Fig. 6: Nitrite consumption is increased by chemical hypoxia in isolated thoracodorsal vessels.

Nitrite (NO₂^–) (a), nitrate, (NO₃^–) (b), and summed NO₂^– and NO₃^– species (c) were measured after isolated vessels were incubated with sodium dithionite (Na₂S₂O₄). Wild-type thoracodorsal vessels treated with Na₂S₂O₄ or buffer deoxygenated with N₂ gas showed decreased intracellular NO₂^– when compared to vessels treated with water (H₂O) (leftmost group). All experimental genotypes and their littermate controls were treated with Na₂S₂O₄, and the experimental genotypes were treated with H₂O as a vehicle control (cross-hatched bars). Vessels from both global Hba1^–/– and EC Hba1^Δ/Δ mice showed higher levels of NO₂^– and lower NO₃^– levels when compared to those of littermate controls with chemical hypoxia, whereas the total amount of NO₂^– and NO₃^– did not differ from controls. In this study, n = 7 WT vessels were treated with H₂O; n = 6 WT vessels were treated with Na₂S₂O₄; and n = 5 WT vessels were treated with N₂ gas-treated buffer.

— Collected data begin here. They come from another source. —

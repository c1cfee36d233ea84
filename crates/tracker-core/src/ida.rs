//! Rabin-style information dispersal over GF(2^8).
//!
//! The stream is cut into groups of `k` bytes. Each group is read as the
//! coefficients of a polynomial of degree `k - 1`, and partition `i` stores
//! the evaluation of every group polynomial at `x = i`. The resulting
//! `n × k` Vandermonde matrix is fixed and public; any `k` rows are
//! invertible because the evaluation points are distinct and nonzero.

use std::collections::BTreeMap;

use reed_solomon_erasure::galois_8::{add, div, mul};
use serde::{Deserialize, Serialize};

use crate::error::{CodecError, ConfigError};

/// Largest `n`: every partition needs its own nonzero field element.
pub const MAX_PARTITIONS: usize = 255;

/// BLAKE3 digest of the stream a partition set was encoded from.
pub type Generation = [u8; 32];

const HEADER_LEN: usize = 32 + 8;

/// One coded fragment of a byte stream.
#[derive(Clone, Debug, PartialEq, Eq, Serialize, Deserialize)]
pub struct Partition {
    /// Evaluation point, `1..=n`. Identifies provenance, not position.
    pub index: u8,
    pub generation: Generation,
    /// Length of the stream before it was extended to a multiple of `k`.
    pub stream_len: u64,
    pub data: Vec<u8>,
}

impl Partition {
    /// `generation ‖ stream_len (LE) ‖ data`. The index travels beside it.
    pub fn to_bytes(&self) -> Vec<u8> {
        let mut out = Vec::with_capacity(HEADER_LEN + self.data.len());
        out.extend_from_slice(&self.generation);
        out.extend_from_slice(&self.stream_len.to_le_bytes());
        out.extend_from_slice(&self.data);
        out
    }

    pub fn from_bytes(index: u8, bytes: &[u8]) -> Result<Self, CodecError> {
        if bytes.len() < HEADER_LEN {
            return Err(CodecError::MalformedPartition {
                index,
                reason: "truncated header",
            });
        }
        let (generation, rest) = bytes.split_at(32);
        let (len, data) = rest.split_at(8);
        let mut gen = [0u8; 32];
        gen.copy_from_slice(generation);
        let mut len_bytes = [0u8; 8];
        len_bytes.copy_from_slice(len);
        Ok(Self {
            index,
            generation: gen,
            stream_len: u64::from_le_bytes(len_bytes),
            data: data.to_vec(),
        })
    }
}

/// `(n, k)` threshold codec.
#[derive(Clone, Copy, Debug, PartialEq, Eq)]
pub struct Ida {
    max_partitions: usize,
    min_partitions: usize,
}

impl Ida {
    pub fn new(max_partitions: usize, min_partitions: usize) -> Result<Self, ConfigError> {
        if min_partitions == 0 || min_partitions > max_partitions {
            return Err(ConfigError::InvalidThreshold {
                max_partitions,
                min_partitions,
            });
        }
        if max_partitions > MAX_PARTITIONS {
            return Err(ConfigError::TooManyPartitions {
                requested: max_partitions,
                max: MAX_PARTITIONS,
            });
        }
        Ok(Self {
            max_partitions,
            min_partitions,
        })
    }

    pub fn max_partitions(&self) -> usize {
        self.max_partitions
    }

    pub fn min_partitions(&self) -> usize {
        self.min_partitions
    }

    /// Split `stream` into `n` partitions indexed `1..=n`.
    pub fn encode(&self, stream: &[u8]) -> Vec<Partition> {
        let k = self.min_partitions;
        let generation: Generation = blake3::hash(stream).into();
        let width = stream.len().div_ceil(k);

        let mut partitions: Vec<Partition> = (1..=self.max_partitions)
            .map(|index| Partition {
                index: index as u8,
                generation,
                stream_len: stream.len() as u64,
                data: Vec::with_capacity(width),
            })
            .collect();

        let mut group = vec![0u8; k];
        for chunk in stream.chunks(k) {
            group.fill(0);
            group[..chunk.len()].copy_from_slice(chunk);
            for partition in partitions.iter_mut() {
                partition.data.push(evaluate(&group, partition.index));
            }
        }
        partitions
    }

    /// Rebuild the stream from any `k` distinct partitions of one encoding.
    ///
    /// Partitions are grouped by generation and duplicate indices are
    /// ignored. Exactly one generation must reach the threshold.
    pub fn decode(&self, partitions: &[Partition]) -> Result<Vec<u8>, CodecError> {
        let k = self.min_partitions;

        let mut generations: BTreeMap<Generation, BTreeMap<u8, &Partition>> = BTreeMap::new();
        for partition in partitions {
            if partition.index == 0 || usize::from(partition.index) > self.max_partitions {
                return Err(CodecError::CorruptFragment {
                    index: partition.index,
                    max: self.max_partitions,
                });
            }
            generations
                .entry(partition.generation)
                .or_default()
                .entry(partition.index)
                .or_insert(partition);
        }

        let complete: Vec<_> = generations
            .iter()
            .filter(|(_, members)| members.len() >= k)
            .collect();
        let (generation, members) = match complete.as_slice() {
            [] => {
                let have = generations.values().map(BTreeMap::len).max().unwrap_or(0);
                return Err(CodecError::InsufficientFragments { have, need: k });
            }
            [only] => *only,
            many => {
                return Err(CodecError::MixedGenerations {
                    generations: many.len(),
                })
            }
        };

        let rows: Vec<&Partition> = members.values().take(k).copied().collect();
        let stream_len = rows[0].stream_len;
        let stream_len = usize::try_from(stream_len).map_err(|_| CodecError::MalformedPartition {
            index: rows[0].index,
            reason: "stream length overflows",
        })?;
        let width = stream_len.div_ceil(k);
        for row in &rows {
            if row.stream_len as usize != stream_len || row.data.len() != width {
                return Err(CodecError::MalformedPartition {
                    index: row.index,
                    reason: "shape disagrees with its generation",
                });
            }
        }

        let matrix = rows.iter().map(|row| powers(row.index, k)).collect();
        let inverse = invert(matrix).ok_or(CodecError::IntegrityMismatch)?;

        let mut stream = Vec::with_capacity(width * k);
        for column in 0..width {
            for coefficients in &inverse {
                let byte = coefficients
                    .iter()
                    .zip(&rows)
                    .fold(0u8, |acc, (&c, row)| add(acc, mul(c, row.data[column])));
                stream.push(byte);
            }
        }
        stream.truncate(stream_len);

        if *blake3::hash(&stream).as_bytes() != *generation {
            return Err(CodecError::IntegrityMismatch);
        }
        Ok(stream)
    }
}

/// Horner evaluation of the polynomial with `coefficients` (lowest first) at `x`.
fn evaluate(coefficients: &[u8], x: u8) -> u8 {
    coefficients
        .iter()
        .rev()
        .fold(0u8, |acc, &c| add(mul(acc, x), c))
}

/// Vandermonde row `[1, x, x^2, .., x^(k-1)]`.
fn powers(x: u8, k: usize) -> Vec<u8> {
    let mut row = Vec::with_capacity(k);
    let mut term = 1u8;
    for _ in 0..k {
        row.push(term);
        term = mul(term, x);
    }
    row
}

/// Gauss-Jordan inversion over GF(2^8). `None` if the matrix is singular.
fn invert(mut matrix: Vec<Vec<u8>>) -> Option<Vec<Vec<u8>>> {
    let size = matrix.len();
    let mut inverse: Vec<Vec<u8>> = (0..size)
        .map(|row| (0..size).map(|col| u8::from(row == col)).collect())
        .collect();

    for col in 0..size {
        let pivot = (col..size).find(|&row| matrix[row][col] != 0)?;
        matrix.swap(col, pivot);
        inverse.swap(col, pivot);

        let scale = div(1, matrix[col][col]);
        for c in 0..size {
            matrix[col][c] = mul(matrix[col][c], scale);
            inverse[col][c] = mul(inverse[col][c], scale);
        }

        for row in 0..size {
            let factor = matrix[row][col];
            if row == col || factor == 0 {
                continue;
            }
            for c in 0..size {
                matrix[row][c] = add(matrix[row][c], mul(factor, matrix[col][c]));
                inverse[row][c] = add(inverse[row][c], mul(factor, inverse[col][c]));
            }
        }
    }
    Some(inverse)
}

#[cfg(test)]
mod tests {
    use super::*;

    fn subsets(n: usize, k: usize) -> Vec<Vec<usize>> {
        (0u32..(1 << n))
            .filter(|mask| mask.count_ones() as usize == k)
            .map(|mask| (0..n).filter(|i| mask & (1 << i) != 0).collect())
            .collect()
    }

    #[test]
    fn any_threshold_subset_reconstructs() {
        let ida = Ida::new(5, 3).expect("ida");
        let data = b"the quick brown fox jumps over the lazy dog".to_vec();
        let partitions = ida.encode(&data);
        assert_eq!(partitions.len(), 5);
        assert_eq!(
            partitions.iter().map(|p| p.index).collect::<Vec<_>>(),
            vec![1, 2, 3, 4, 5]
        );
        for p in &partitions {
            assert_eq!(p.data.len(), data.len().div_ceil(3));
        }

        for k in 3..=5 {
            for subset in subsets(5, k) {
                let picked: Vec<Partition> =
                    subset.iter().map(|&i| partitions[i].clone()).collect();
                assert_eq!(ida.decode(&picked).expect("decode"), data, "{subset:?}");
            }
        }
    }

    #[test]
    fn order_and_duplicates_do_not_matter() {
        let ida = Ida::new(5, 3).expect("ida");
        let data: Vec<u8> = (0..=255u8).collect();
        let partitions = ida.encode(&data);
        let picked = vec![
            partitions[4].clone(),
            partitions[4].clone(),
            partitions[0].clone(),
            partitions[2].clone(),
        ];
        assert_eq!(ida.decode(&picked).expect("decode"), data);
    }

    #[test]
    fn below_threshold_fails() {
        let ida = Ida::new(5, 3).expect("ida");
        let partitions = ida.encode(b"short payload");
        let err = ida
            .decode(&[partitions[1].clone(), partitions[1].clone(), partitions[3].clone()])
            .unwrap_err();
        assert_eq!(err, CodecError::InsufficientFragments { have: 2, need: 3 });
        assert_eq!(
            ida.decode(&[]).unwrap_err(),
            CodecError::InsufficientFragments { have: 0, need: 3 }
        );
    }

    #[test]
    fn degenerate_thresholds() {
        let data = b"degenerate".to_vec();

        let replicate = Ida::new(4, 1).expect("ida");
        let partitions = replicate.encode(&data);
        for p in &partitions {
            assert_eq!(replicate.decode(std::slice::from_ref(p)).expect("decode"), data);
        }

        let all = Ida::new(4, 4).expect("ida");
        let partitions = all.encode(&data);
        assert_eq!(all.decode(&partitions).expect("decode"), data);
        assert!(matches!(
            all.decode(&partitions[..3]),
            Err(CodecError::InsufficientFragments { have: 3, need: 4 })
        ));
    }

    #[test]
    fn no_partition_is_a_plain_stripe() {
        let ida = Ida::new(5, 3).expect("ida");
        let data = b"ABCDEFGHI";
        let partitions = ida.encode(data);
        let stripes: Vec<Vec<u8>> = (0..3)
            .map(|offset| data.iter().skip(offset).step_by(3).copied().collect())
            .collect();
        for p in &partitions {
            assert!(!stripes.contains(&p.data), "partition {} leaks", p.index);
        }
    }

    #[test]
    fn rejects_bad_configuration() {
        assert!(matches!(
            Ida::new(3, 4),
            Err(ConfigError::InvalidThreshold { .. })
        ));
        assert!(matches!(
            Ida::new(3, 0),
            Err(ConfigError::InvalidThreshold { .. })
        ));
        assert!(matches!(
            Ida::new(256, 3),
            Err(ConfigError::TooManyPartitions { requested: 256, .. })
        ));
    }

    #[test]
    fn out_of_range_index_is_corrupt() {
        let ida = Ida::new(5, 3).expect("ida");
        let mut partitions = ida.encode(b"payload");
        partitions[0].index = 9;
        assert_eq!(
            ida.decode(&partitions).unwrap_err(),
            CodecError::CorruptFragment { index: 9, max: 5 }
        );
    }

    #[test]
    fn mixed_generations_fail_closed() {
        let ida = Ida::new(5, 3).expect("ida");
        let a = ida.encode(b"first resource payload");
        let b = ida.encode(b"other resource payload");

        // Two from each side: neither reaches the threshold.
        let mixed = vec![a[0].clone(), a[1].clone(), b[2].clone(), b[3].clone()];
        assert!(matches!(
            ida.decode(&mixed),
            Err(CodecError::InsufficientFragments { have: 2, need: 3 })
        ));

        // A stray partition is ignored when one generation is complete.
        let stray = vec![a[0].clone(), b[1].clone(), a[2].clone(), a[4].clone()];
        assert_eq!(ida.decode(&stray).expect("decode"), b"first resource payload");

        let both = [&a[..3], &b[2..]].concat();
        assert_eq!(
            ida.decode(&both).unwrap_err(),
            CodecError::MixedGenerations { generations: 2 }
        );

        // Relabelled generation: shapes line up but the digest does not.
        let mut forged = b[..3].to_vec();
        for p in forged.iter_mut() {
            p.generation = a[0].generation;
        }
        assert_eq!(ida.decode(&forged).unwrap_err(), CodecError::IntegrityMismatch);
    }

    #[test]
    fn tampered_data_is_detected() {
        let ida = Ida::new(5, 3).expect("ida");
        let mut partitions = ida.encode(b"integrity matters");
        partitions[1].data[0] ^= 0x01;
        assert_eq!(
            ida.decode(&partitions[..3]).unwrap_err(),
            CodecError::IntegrityMismatch
        );
    }

    #[test]
    fn partition_bytes_round_trip() {
        let ida = Ida::new(3, 2).expect("ida");
        let partition = ida.encode(b"bytes").remove(1);
        let bytes = partition.to_bytes();
        assert_eq!(Partition::from_bytes(2, &bytes).expect("parse"), partition);
        assert!(matches!(
            Partition::from_bytes(2, &bytes[..10]),
            Err(CodecError::MalformedPartition { index: 2, .. })
        ));
    }
}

For these experiments, n = 5 Hba1^+/+ mice, n = 5 Hba1^–/– mice, n = 6 Hba1^fl/fl mice, n = 6 EC Hba1^Δ/Δ mice, n = 4 Hba1^WT/WT mice, and n = 4 Hba1^WT/Δ36–39 mice were used. Results for littermates were compared with one-sided t tests. Bar graphs are centered on mean with error bars denoting standard error. Source data are provided in the Source data file.